An article landed on my feed this week that I couldn't scroll past. The National Medical Commission ran an online survey of around 37,000 medical students after a grim trigger: 130 medical students had taken their own lives. Read that again. The very people we walk into a clinic to trust with our bodies are quietly drowning in their own minds.

That sentence sits heavy for a reason. We hand doctors our physical health on the assumption that the person across the table is steady. But a doctor carrying untreated anxiety, exhaustion and grief is being asked to hold space for everyone else while no one holds space for them. When a caregiver's own mental state is in trouble, the cost doesn't stay private — it ripples out to every patient they see.

What is actually happening to these students

The survey points to the usual suspects, except there is nothing usual about the scale. Relentless work pressure. Anxiety that doesn't switch off. Burnout that has stopped being an occasional word and become a daily one. And this isn't limited to medicine. I see it across the spectrum — the working professional stretched thin, the person between jobs whose stress somehow runs even higher, the student who has staked years and family hope on a single career. The pressure is peaking everywhere. Medical students simply sit at one of its sharpest edges, with longer hours, higher stakes and a culture that quietly rewards never admitting you're struggling.

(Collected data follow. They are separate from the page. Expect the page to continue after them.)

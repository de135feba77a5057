//! Retry utilities for provider calls with exponential backoff.
//!
//! Retried:
//! - Timeouts and connection failures
//! - 5xx server errors, 408 and 429
//!
//! Not retried:
//! - Other 4xx client errors
//! - Parse failures and "city not found"

use std::future::Future;
use std::time::Duration;

use reqwest::StatusCode;

use crate::types::WeatherError;

/// Default retry configuration
pub const DEFAULT_MAX_ATTEMPTS: u32 = 3;
pub const DEFAULT_INITIAL_DELAY_MS: u64 = 250;
pub const DEFAULT_MAX_DELAY_MS: u64 = 5000;

/// Retry configuration
#[derive(Debug, Clone)]
pub struct RetryConfig {
    /// Total number of attempts, including the first one
    pub max_attempts: u32,
    /// Delay before the first retry (doubles each attempt)
    pub initial_delay: Duration,
    /// Maximum delay between retries
    pub max_delay: Duration,
}

impl Default for RetryConfig {
    fn default() -> Self {
        Self {
            max_attempts: DEFAULT_MAX_ATTEMPTS,
            initial_delay: Duration::from_millis(DEFAULT_INITIAL_DELAY_MS),
            max_delay: Duration::from_millis(DEFAULT_MAX_DELAY_MS),
        }
    }
}

impl RetryConfig {
    pub fn new(max_attempts: u32, initial_delay_ms: u64, max_delay_ms: u64) -> Self {
        Self {
            max_attempts: max_attempts.max(1),
            initial_delay: Duration::from_millis(initial_delay_ms),
            max_delay: Duration::from_millis(max_delay_ms),
        }
    }

    /// Delay before retry number `retry` (0-based): initial * 2^retry, capped.
    pub fn delay_for_retry(&self, retry: u32) -> Duration {
        let factor = 2u64.saturating_pow(retry);
        let delay_ms = (self.initial_delay.as_millis() as u64).saturating_mul(factor);
        let capped = delay_ms.min(self.max_delay.as_millis() as u64);
        Duration::from_millis(capped)
    }
}

/// Error classification for retry decisions
#[derive(Debug, Clone, Copy, PartialEq, Eq)]
pub enum RetryDecision {
    Retry,
    NoRetry,
}

/// Check if a status code is worth retrying
pub fn is_retryable_status(status: StatusCode) -> RetryDecision {
    if status.is_server_error()
        || status == StatusCode::TOO_MANY_REQUESTS
        || status == StatusCode::REQUEST_TIMEOUT
    {
        return RetryDecision::Retry;
    }
    RetryDecision::NoRetry
}

/// Map a non-success status to the error taxonomy.
pub fn status_error(status: StatusCode, message: impl Into<String>) -> WeatherError {
    let message = message.into();
    match is_retryable_status(status) {
        RetryDecision::Retry => WeatherError::Transient(format!("{} - {}", status, message)),
        RetryDecision::NoRetry => WeatherError::Provider {
            status: status.as_u16(),
            message,
        },
    }
}

impl From<reqwest::Error> for WeatherError {
    fn from(error: reqwest::Error) -> Self {
        if error.is_timeout() || error.is_connect() {
            return WeatherError::Transient(error.to_string());
        }
        if let Some(status) = error.status() {
            return status_error(status, error.to_string());
        }
        if error.is_decode() {
            return WeatherError::Parse(error.to_string());
        }
        if error.is_request() || error.is_builder() {
            return WeatherError::Provider {
                status: 0,
                message: error.to_string(),
            };
        }
        // Body/stream interruptions and anything unclassified
        WeatherError::Transient(error.to_string())
    }
}

/// Run `operation` until it succeeds, fails permanently, or attempts run out.
///
/// `label` only feeds the log lines.
pub async fn with_retry<T, F, Fut>(
    config: &RetryConfig,
    label: &str,
    mut operation: F,
) -> Result<T, WeatherError>
where
    F: FnMut() -> Fut,
    Fut: Future<Output = Result<T, WeatherError>>,
{
    let attempts = config.max_attempts.max(1);
    let mut attempt = 0;

    loop {
        match operation().await {
            Ok(value) => {
                if attempt > 0 {
                    tracing::info!("{} succeeded after {} retries", label, attempt);
                }
                return Ok(value);
            }
            Err(e) if !e.is_retryable() => {
                tracing::debug!("{} failed permanently: {}", label, e);
                return Err(e);
            }
            Err(e) => {
                attempt += 1;
                if attempt >= attempts {
                    tracing::error!("{}: all {} attempts exhausted: {}", label, attempts, e);
                    return Err(e);
                }

                let delay = config.delay_for_retry(attempt - 1);
                tracing::warn!(
                    "{}: attempt {} of {} failed ({}), retrying in {:?}",
                    label,
                    attempt,
                    attempts,
                    e,
                    delay
                );
                tokio::time::sleep(delay).await;
            }
        }
    }
}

The NMC's response — and where it could go further

The Commission's suggestions are genuinely worth noting. Two stood out to me:

  • Gatekeeper programmes that train people to spot the early signs of suicidal distress and step in before a crisis.
  • Clearer coordination between psychiatrists and counsellors so a student in trouble is actually caught and passed safely between professionals.

That second point is the one I keep returning to, because it touches something I deal with every week. When a psychiatrist and a counsellor genuinely work together, far more people get helped. A psychiatrist who senses a patient needs longer, slower talk-based sessions can refer them to a counsellor. A counsellor who realises a patient needs medical intervention at a first-aid level can send them straight to psychiatric care. Each profession does what it does best, and the patient never falls through the gap.

Why this rarely happens in India

Here is my honest frustration. In our country these two worlds are not united. The psychiatric community often stays within its own circle and doesn't mingle easily with counsellors. The counselling fraternity, for all its openness, has no strong association binding it together either. So you have two halves of the same care system standing apart, each capable of helping, neither reliably handing the patient to the other.

I would love to see a real, working association where psychiatrists and counsellors collaborate as a matter of routine — not as a favour, but as the default. Imagine a medical student in distress who is met first by someone trained to notice, then moved smoothly to the right kind of support without judgement, paperwork or ego getting in the way. That is the difference between a survey and a system.

What we can do right now

While institutions build their gatekeeper programmes, the rest of us can do the small, ordinary work of noticing. Pay attention when someone who is usually sharp goes flat and withdrawn. Take the casual "I'm just tired" seriously when it keeps repeating. Ask the second question after the first polite one. None of this replaces professional care, but it is often how someone reaches it in time.

One hundred and thirty lives is not a statistic to absorb and move on from. It is a question being asked of all of us: what are we actually doing for mental health — ours, and the people we expect to keep us well? I'd genuinely like to hear your view on whether a united counsellor–psychiatrist body could change this. I think it could.